> [PROBLEM TO WORK ON]: Using the material below, count the lines that contain the word "export" and report the number only.

> [SOURCE MATERIAL]:
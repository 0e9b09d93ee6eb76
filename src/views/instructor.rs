use axum::response::Html;
use chrono::NaiveDateTime;

use super::{Nav, escape, layout, opt};
use crate::db::models::{CourseWithCount, DatePresence, DbCourse, DbStudent, StudentOverview};

pub struct DashboardView<'a> {
    pub name: &'a str,
    pub courses: &'a [CourseWithCount],
    pub total_students: i64,
    pub today_attendance: i64,
    pub now: NaiveDateTime,
}

pub fn dashboard(view: DashboardView<'_>) -> Html<String> {
    let rows: String = view
        .courses
        .iter()
        .map(|c| {
            format!(
                r#"<tr><td>{code}</td><td>{name}</td><td>{schedule}</td><td>{room}</td><td>{count}</td>
<td><a class="button" href="/instructor/live-attendance/{id}">Take attendance</a>
<a href="/instructor/attendance-history/{id}">History</a></td></tr>"#,
                code = escape(&c.code),
                name = escape(&c.name),
                schedule = opt(c.schedule.as_deref()),
                room = opt(c.room.as_deref()),
                count = c.student_count,
                id = c.id,
            )
        })
        .collect();
    let body = format!(
        r#"<h1>Welcome, {name}</h1>
<p class="muted">{now}</p>
<div class="cards">
  <div class="card"><div class="stat">{courses}</div>Courses</div>
  <div class="card"><div class="stat">{total}</div>Students</div>
  <div class="card"><div class="stat">{today}</div>Checked in today</div>
</div>
<h2>Your courses</h2>
<table><tr><th>Code</th><th>Name</th><th>Schedule</th><th>Room</th><th>Enrolled</th><th></th></tr>
{rows}</table>"#,
        name = escape(view.name),
        now = view.now.format("%A, %B %-d, %Y %H:%M"),
        courses = view.courses.len(),
        total = view.total_students,
        today = view.today_attendance,
    );
    layout("Dashboard", Nav::Instructor(view.name), &body)
}

pub fn courses(name: &str, courses: &[CourseWithCount]) -> Html<String> {
    let cards: String = courses
        .iter()
        .map(|c| {
            format!(
                r#"<div class="card"><h2>{code} &middot; {title}</h2>
<p>{schedule}<br>{room}</p><p>{count} students</p>
<a class="button" href="/instructor/live-attendance/{id}">Take attendance</a>
<a href="/instructor/attendance-history/{id}">History</a>
<a href="/api/export-attendance/{id}">Export CSV</a></div>"#,
                code = escape(&c.code),
                title = escape(&c.name),
                schedule = opt(c.schedule.as_deref()),
                room = opt(c.room.as_deref()),
                count = c.student_count,
                id = c.id,
            )
        })
        .collect();
    let body = format!(r#"<h1>Courses</h1><div class="cards">{cards}</div>"#);
    layout("Courses", Nav::Instructor(name), &body)
}

pub fn students(name: &str, students: &[StudentOverview]) -> Html<String> {
    let rows: String = students
        .iter()
        .map(|s| {
            format!(
                "<tr><td>{}</td><td>{}</td><td>{}</td><td>{}</td><td>{}</td><td>{}</td></tr>",
                escape(&s.name),
                opt(s.student_id.as_deref()),
                opt(s.email.as_deref()),
                opt(s.phone.as_deref()),
                opt(s.courses.as_deref()),
                s.course_count,
            )
        })
        .collect();
    let body = format!(
        r#"<h1>Students</h1>
<table><tr><th>Name</th><th>Student ID</th><th>Email</th><th>Phone</th><th>Courses</th><th>#</th></tr>
{rows}</table>"#
    );
    layout("Students", Nav::Instructor(name), &body)
}

pub struct LiveAttendanceView<'a> {
    pub name: &'a str,
    pub course: &'a DbCourse,
    pub total_students: i64,
    pub students: &'a [DbStudent],
    pub present_ids: &'a [i64],
    pub today: &'a str,
}

const LIVE_SCRIPT: &str = r#"
<script>
const courseId = Number(document.getElementById('live').dataset.courseId);
const video = document.getElementById('camera');
const log = document.getElementById('recognition-log');
navigator.mediaDevices?.getUserMedia({ video: true }).then((stream) => { video.srcObject = stream; }).catch(() => {});

function markRow(userId) {
  const cell = document.querySelector(`[data-student="${userId}"] .status`);
  if (cell) { cell.textContent = 'present'; cell.className = 'status present'; }
}

async function capture() {
  const canvas = document.createElement('canvas');
  canvas.width = video.videoWidth || 320;
  canvas.height = video.videoHeight || 240;
  canvas.getContext('2d').drawImage(video, 0, 0, canvas.width, canvas.height);
  const resp = await fetch('/api/recognize-face', {
    method: 'POST',
    headers: { 'Content-Type': 'application/json' },
    body: JSON.stringify({ image: canvas.toDataURL('image/jpeg'), course_id: courseId }),
  });
  const data = await resp.json();
  for (const face of data.recognized_faces || []) {
    markRow(face.user_id);
    const li = document.createElement('li');
    li.textContent = `${face.timestamp} ${face.name} (${face.student_id}) ${face.confidence}%`;
    log.prepend(li);
  }
}

async function markManual(studentId) {
  const resp = await fetch('/api/manual-attendance', {
    method: 'POST',
    headers: { 'Content-Type': 'application/json' },
    body: JSON.stringify({ student_id: studentId, course_id: courseId }),
  });
  if (resp.ok) { markRow(studentId); }
}

document.getElementById('capture').addEventListener('click', capture);
document.querySelectorAll('[data-mark]').forEach((btn) =>
  btn.addEventListener('click', () => markManual(Number(btn.dataset.mark))));
</script>
"#;

pub fn live_attendance(view: LiveAttendanceView<'_>) -> Html<String> {
    let rows: String = view
        .students
        .iter()
        .map(|s| {
            let present = view.present_ids.contains(&s.id);
            let (class, label) = if present {
                ("status present", "present")
            } else {
                ("status absent", "not yet")
            };
            format!(
                r#"<tr data-student="{id}"><td>{name}</td><td>{sid}</td><td class="{class}">{label}</td>
<td><button data-mark="{id}">Mark present</button></td></tr>"#,
                id = s.id,
                name = escape(&s.name),
                sid = opt(s.student_id.as_deref()),
            )
        })
        .collect();
    let body = format!(
        r#"<div id="live" data-course-id="{id}">
<h1>{code} &middot; {title}</h1>
<p class="muted">{today} &middot; {total} enrolled &middot; {room}</p>
<div class="cards">
  <div class="card"><video id="camera" autoplay playsinline width="320" height="240"></video><br>
  <button id="capture">Scan faces</button></div>
  <div class="card"><h2>Recognized</h2><ul id="recognition-log"></ul></div>
</div>
<h2>Roster</h2>
<table><tr><th>Name</th><th>Student ID</th><th>Status</th><th></th></tr>
{rows}</table>
</div>
{script}"#,
        id = view.course.id,
        code = escape(&view.course.code),
        title = escape(&view.course.name),
        today = escape(view.today),
        total = view.total_students,
        room = opt(view.course.room.as_deref()),
        script = LIVE_SCRIPT,
    );
    layout("Live attendance", Nav::Instructor(view.name), &body)
}

pub fn attendance_history(name: &str, course: &DbCourse, dates: &[DatePresence]) -> Html<String> {
    let rows: String = dates
        .iter()
        .map(|d| {
            format!(
                r#"<tr><td>{date}</td><td>{count}</td>
<td><a href="/api/attendance-stats/{id}/{date}">Details</a></td></tr>"#,
                date = escape(&d.date),
                count = d.present_count,
                id = course.id,
            )
        })
        .collect();
    let body = format!(
        r#"<h1>{code} &middot; attendance history</h1>
<p><a class="button" href="/api/export-attendance/{id}">Export CSV</a></p>
<table><tr><th>Date</th><th>Present</th><th></th></tr>
{rows}</table>"#,
        code = escape(&course.code),
        id = course.id,
    );
    layout("Attendance history", Nav::Instructor(name), &body)
}

pub fn reports(name: &str, courses: &[CourseWithCount]) -> Html<String> {
    let rows: String = courses
        .iter()
        .map(|c| {
            format!(
                r#"<tr><td>{code}</td><td>{title}</td>
<td>{count} enrolled</td>
<td><a href="/api/course-stats/{id}">Today's stats</a>
<a class="button" href="/api/export-attendance/{id}">Export CSV</a></td></tr>"#,
                code = escape(&c.code),
                title = escape(&c.name),
                count = c.student_count,
                id = c.id,
            )
        })
        .collect();
    let body = format!(
        r#"<h1>Reports</h1>
<table><tr><th>Code</th><th>Name</th><th>Enrolled</th><th></th></tr>
{rows}</table>"#
    );
    layout("Reports", Nav::Instructor(name), &body)
}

> [EXERCISE ANSWER]: 3